Problem to work on
Print the listing in full, keeping every line exactly as it is.

■ ■ ■ ■ ■

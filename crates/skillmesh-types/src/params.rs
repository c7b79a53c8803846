//! Typed parameter objects for registry actions
//!
//! These mirror the JSON `data` payload of each [`crate::RegistryRequest`].
//! Handlers deserialize into these instead of poking at raw `Value`s, so
//! unknown fields are tolerated and missing optional fields get defaults.

use serde::{Deserialize, Serialize};

use crate::skill::{is_valid_skill_name, SkillDependency};

/// Parameters for `Get` and `Get-Versions`
#[derive(Debug, Clone, Serialize, Deserialize)]
pub struct GetSkillParams {
    pub name: String,
}

/// Parameters for `List`
#[derive(Debug, Clone, Default, Serialize, Deserialize)]
#[serde(rename_all = "camelCase")]
pub struct ListParams {
    /// Page size, clamped server-side
    #[serde(default, skip_serializing_if = "Option::is_none")]
    pub limit: Option<u64>,
    /// Number of entries to skip
    #[serde(default, skip_serializing_if = "Option::is_none")]
    pub offset: Option<u64>,
    /// Keep only skills by this author
    #[serde(default, skip_serializing_if = "Option::is_none")]
    pub author: Option<String>,
    /// Keep only skills carrying every one of these tags
    #[serde(default, skip_serializing_if = "Option::is_none")]
    pub filter_tags: Option<Vec<String>>,
    /// Keep only skills whose name contains this substring
    #[serde(default, skip_serializing_if = "Option::is_none")]
    pub filter_name: Option<String>,
}

/// Parameters for `Search`
#[derive(Debug, Clone, Serialize, Deserialize)]
#[serde(rename_all = "camelCase")]
pub struct SearchParams {
    pub query: String,
    #[serde(default, skip_serializing_if = "Option::is_none")]
    pub limit: Option<u64>,
}

/// Parameters for `Get-Download-Stats`
#[derive(Debug, Clone, Default, Serialize, Deserialize)]
#[serde(rename_all = "camelCase")]
pub struct StatsParams {
    /// `"skill"` for a single skill, anything else (or absent) for aggregate
    #[serde(default, skip_serializing_if = "Option::is_none")]
    pub scope: Option<String>,
    /// Skill name, required when `scope` is `"skill"`
    #[serde(default, skip_serializing_if = "Option::is_none")]
    pub name: Option<String>,
    /// `"7"`, `"30"` or `"all"`; defaults to all time
    #[serde(default, skip_serializing_if = "Option::is_none")]
    pub time_range: Option<String>,
}

/// Parameters for `Register-Skill`
#[derive(Debug, Clone, Serialize, Deserialize)]
#[serde(rename_all = "camelCase")]
pub struct RegisterSkillParams {
    pub name: String,
    pub version: String,
    #[serde(default)]
    pub description: String,
    #[serde(default)]
    pub author: String,
    #[serde(default, skip_serializing_if = "Vec::is_empty")]
    pub tags: Vec<String>,
    #[serde(default, skip_serializing_if = "Vec::is_empty")]
    pub dependencies: Vec<SkillDependency>,
    /// Content address of the published bundle
    pub content_id: String,
    #[serde(default, skip_serializing_if = "Option::is_none")]
    pub license: Option<String>,
}

impl RegisterSkillParams {
    /// Check the fields a registration must carry before it is accepted
    pub fn validate(&self) -> Result<(), String> {
        if !is_valid_skill_name(&self.name) {
            return Err(format!("Invalid skill name: {}", self.name));
        }
        if semver::Version::parse(&self.version).is_err() {
            return Err(format!("Invalid semver version: {}", self.version));
        }
        if self.content_id.trim().is_empty() {
            return Err("contentId must not be empty".to_string());
        }
        for dep in &self.dependencies {
            if !is_valid_skill_name(&dep.name) {
                return Err(format!("Invalid dependency name: {}", dep.name));
            }
        }
        Ok(())
    }
}

/// Parameters for `Record-Download`
#[derive(Debug, Clone, Serialize, Deserialize)]
#[serde(rename_all = "camelCase")]
pub struct RecordDownloadParams {
    pub name: String,
    #[serde(default)]
    pub version: String,
    #[serde(default)]
    pub requester: String,
    /// Client-supplied event time in epoch milliseconds
    pub timestamp: i64,
}
//! Fast path: stateless dry-run evaluation on a compute gateway
//!
//! A dry-run never commits the message to the process log, which is why
//! only reads go this way.

use async_trait::async_trait;
use serde_json::Value;
use tracing::debug;
use url::Url;

use skillmesh_types::RegistryRequest;

use crate::config::ClientConfig;
use crate::error::{ClientError, TransportError};
use crate::transport::{unwrap_process_reply, Transport};

/// Transport that evaluates requests against the gateway's dry-run endpoint
#[derive(Debug)]
pub struct DryRunTransport {
    http: reqwest::Client,
    endpoint: Url,
}

impl DryRunTransport {
    pub fn new(config: &ClientConfig) -> Result<Self, ClientError> {
        let http = reqwest::Client::builder()
            .timeout(config.request_timeout)
            .build()
            .map_err(|e| ClientError::Config(format!("Failed to build HTTP client: {e}")))?;

        let raw = format!("{}/dry-run", config.gateway_url.trim_end_matches('/'));
        let mut endpoint = Url::parse(&raw)
            .map_err(|e| ClientError::Config(format!("Invalid gateway URL {raw}: {e}")))?;
        endpoint
            .query_pairs_mut()
            .append_pair("process-id", &config.process_id);

        Ok(Self { http, endpoint })
    }
}

#[async_trait]
impl Transport for DryRunTransport {
    async fn query(&self, request: &RegistryRequest) -> Result<Value, TransportError> {
        debug!(action = %request.action, endpoint = %self.endpoint, "dry-run query");

        let response = self
            .http
            .post(self.endpoint.clone())
            .json(request)
            .send()
            .await
            .map_err(TransportError::from_reqwest)?;

        let status = response.status();
        if !status.is_success() {
            let message = response
                .text()
                .await
                .unwrap_or_else(|_| "Unknown error".to_string());
            return Err(TransportError::Http {
                status: status.as_u16(),
                message,
            });
        }

        let body: Value = response
            .json()
            .await
            .map_err(|e| TransportError::Parse(e.to_string()))?;
        unwrap_process_reply(&body)
    }

    fn name(&self) -> &'static str {
        "dry-run"
    }
}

■ ■ ■ ■ ■

Task solution
filename crates/skillmesh-types/src/params.rs
repository c7b79a53c8803846
//! Typed parameter objects for registry actions
//!
//! These mirror the JSON `data` payload of each [`crate::RegistryRequest`].
//! Handlers deserialize into these instead of poking at raw `Value`s, so
//! unknown fields are tolerated and missing optional fields get defaults.

use serde::{Deserialize, Serialize};

use crate::skill::{is_valid_skill_name, SkillDependency};

/// Parameters for `Get` and `Get-Versions`
#[derive(Debug, Clone, Serialize, Deserialize)]
pub struct GetSkillParams {
    pub name: String,
}

/// Parameters for `List`
#[derive(Debug, Clone, Default, Serialize, Deserialize)]
#[serde(rename_all = "camelCase")]
pub struct ListParams {
    /// Page size, clamped server-side
    #[serde(default, skip_serializing_if = "Option::is_none")]
    pub limit: Option<u64>,
    /// Number of entries to skip
    #[serde(default, skip_serializing_if = "Option::is_none")]
    pub offset: Option<u64>,
    /// Keep only skills by this author
    #[serde(default, skip_serializing_if = "Option::is_none")]
    pub author: Option<String>,
    /// Keep only skills carrying every one of these tags
    #[serde(default, skip_serializing_if = "Option::is_none")]
    pub filter_tags: Option<Vec<String>>,
    /// Keep only skills whose name contains this substring
    #[serde(default, skip_serializing_if = "Option::is_none")]
    pub filter_name: Option<String>,
}

/// Parameters for `Search`
#[derive(Debug, Clone, Serialize, Deserialize)]
#[serde(rename_all = "camelCase")]
pub struct SearchParams {
    pub query: String,
    #[serde(default, skip_serializing_if = "Option::is_none")]
    pub limit: Option<u64>,
}

/// Parameters for `Get-Download-Stats`
#[derive(Debug, Clone, Default, Serialize, Deserialize)]
#[serde(rename_all = "camelCase")]
pub struct StatsParams {
    /// `"skill"` for a single skill, anything else (or absent) for aggregate
    #[serde(default, skip_serializing_if = "Option::is_none")]
    pub scope: Option<String>,
    /// Skill name, required when `scope` is `"skill"`
    #[serde(default, skip_serializing_if = "Option::is_none")]
    pub name: Option<String>,
    /// `"7"`, `"30"` or `"all"`; defaults to all time
    #[serde(default, skip_serializing_if = "Option::is_none")]
    pub time_range: Option<String>,
}

/// Parameters for `Register-Skill`
#[derive(Debug, Clone, Serialize, Deserialize)]
#[serde(rename_all = "camelCase")]
pub struct RegisterSkillParams {
    pub name: String,
    pub version: String,
    #[serde(default)]
    pub description: String,
    #[serde(default)]
    pub author: String,
    #[serde(default, skip_serializing_if = "Vec::is_empty")]
    pub tags: Vec<String>,
    #[serde(default, skip_serializing_if = "Vec::is_empty")]
    pub dependencies: Vec<SkillDependency>,
    /// Content address of the published bundle
    pub content_id: String,
    #[serde(default, skip_serializing_if = "Option::is_none")]
    pub license: Option<String>,
}

impl RegisterSkillParams {
    /// Check the fields a registration must carry before it is accepted
    pub fn validate(&self) -> Result<(), String> {
        if !is_valid_skill_name(&self.name) {
            return Err(format!("Invalid skill name: {}", self.name));
        }
        if semver::Version::parse(&self.version).is_err() {
            return Err(format!("Invalid semver version: {}", self.version));
        }
        if self.content_id.trim().is_empty() {
            return Err("contentId must not be empty".to_string());
        }
        for dep in &self.dependencies {
            if !is_valid_skill_name(&dep.name) {
                return Err(format!("Invalid dependency name: {}", dep.name));
            }
        }
        Ok(())
    }
}

/// Parameters for `Record-Download`
#[derive(Debug, Clone, Serialize, Deserialize)]
#[serde(rename_all = "camelCase")]
pub struct RecordDownloadParams {
    pub name: String,
    #[serde(default)]
    pub version: String,
    #[serde(default)]
    pub requester: String,
    /// Client-supplied event time in epoch milliseconds
    pub timestamp: i64,
}
//! Fast path: stateless dry-run evaluation on a compute gateway
//!
//! A dry-run never commits the message to the process log, which is why
//! only reads go this way.

use async_trait::async_trait;
use serde_json::Value;
use tracing::debug;
use url::Url;

use skillmesh_types::RegistryRequest;

use crate::config::ClientConfig;
use crate::error::{ClientError, TransportError};
use crate::transport::{unwrap_process_reply, Transport};

/// Transport that evaluates requests against the gateway's dry-run endpoint
#[derive(Debug)]
pub struct DryRunTransport {
    http: reqwest::Client,
    endpoint: Url,
}

impl DryRunTransport {
    pub fn new(config: &ClientConfig) -> Result<Self, ClientError> {
        let http = reqwest::Client::builder()
            .timeout(config.request_timeout)
            .build()
            .map_err(|e| ClientError::Config(format!("Failed to build HTTP client: {e}")))?;

        let raw = format!("{}/dry-run", config.gateway_url.trim_end_matches('/'));
        let mut endpoint = Url::parse(&raw)
            .map_err(|e| ClientError::Config(format!("Invalid gateway URL {raw}: {e}")))?;
        endpoint
            .query_pairs_mut()
            .append_pair("process-id", &config.process_id);

        Ok(Self { http, endpoint })
    }
}

#[async_trait]
impl Transport for DryRunTransport {
    async fn query(&self, request: &RegistryRequest) -> Result<Value, TransportError> {
        debug!(action = %request.action, endpoint = %self.endpoint, "dry-run query");

        let response = self
            .http
            .post(self.endpoint.clone())
            .json(request)
            .send()
            .await
            .map_err(TransportError::from_reqwest)?;

        let status = response.status();
        if !status.is_success() {
            let message = response
                .text()
                .await
                .unwrap_or_else(|_| "Unknown error".to_string());
            return Err(TransportError::Http {
                status: status.as_u16(),
                message,
            });
        }

        let body: Value = response
            .json()
            .await
            .map_err(|e| TransportError::Parse(e.to_string()))?;
        unwrap_process_reply(&body)
    }

    fn name(&self) -> &'static str {
        "dry-run"
    }
}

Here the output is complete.